— What is being asked —
Repeat exactly each line of the data provided below.

^^^^

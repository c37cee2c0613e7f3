mod app;
mod error;
mod handlers;

use anyhow::Context;
use clap::Parser;
use std::sync::Arc;
use taskdeck_store::store::TaskStore;

#[derive(Parser)]
#[command(name = "taskdeck-server", about = "HTTP JSON API for the task tracker", version)]
struct Args {
    /// Path of the task file
    #[arg(long, default_value = "tasks.json")]
    file: String,

    /// Address to listen on
    #[arg(long, default_value = "127.0.0.1:3000")]
    addr: String,
}

#[tokio::main]
async fn main() {
    if let Err(e) = run().await {
        eprintln!("error: {}", e);
        std::process::exit(1);
    }
}

async fn run() -> anyhow::Result<()> {
    tracing_subscriber::fmt()
        .with_env_filter(
            tracing_subscriber::EnvFilter::try_from_default_env()
                .unwrap_or_else(|_| tracing_subscriber::EnvFilter::new("info")),
        )
        .init();

    let args = Args::parse();
    let state = app::AppState {
        store: Arc::new(TaskStore::new(&args.file)),
    };
    let router = app::build_router(state);

    // Bind failure is fatal to the process.
    let listener = tokio::net::TcpListener::bind(&args.addr)
        .await
        .with_context(|| format!("failed to bind {}", args.addr))?;
    tracing::info!("listening on http://{}", args.addr);
    axum::serve(listener, router).await.context("server error")?;
    Ok(())
}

^^^^

— Result for this task —
repository c37cee2c0613e7f3
mod app;
mod error;
mod handlers;

use anyhow::Context;
use clap::Parser;
use std::sync::Arc;
use taskdeck_store::store::TaskStore;

#[derive(Parser)]
#[command(name = "taskdeck-server", about = "HTTP JSON API for the task tracker", version)]
struct Args {
    /// Path of the task file
    #[arg(long, default_value = "tasks.json")]
    file: String,

    /// Address to listen on
    #[arg(long, default_value = "127.0.0.1:3000")]
    addr: String,
}

#[tokio::main]
async fn main() {
    if let Err(e) = run().await {
        eprintln!("error: {}", e);
        std::process::exit(1);
    }
}

async fn run() -> anyhow::Result<()> {
    tracing_subscriber::fmt()
        .with_env_filter(
            tracing_subscriber::EnvFilter::try_from_default_env()
                .unwrap_or_else(|_| tracing_subscriber::EnvFilter::new("info")),
        )
        .init();

    let args = Args::parse();
    let state = app::AppState {
        store: Arc::new(TaskStore::new(&args.file)),
    };
    let router = app::build_router(state);

    // Bind failure is fatal to the process.
    let listener = tokio::net::TcpListener::bind(&args.addr)
        .await
        .with_context(|| format!("failed to bind {}", args.addr))?;
    tracing::info!("listening on http://{}", args.addr);
    axum::serve(listener, router).await.context("server error")?;
    Ok(())
}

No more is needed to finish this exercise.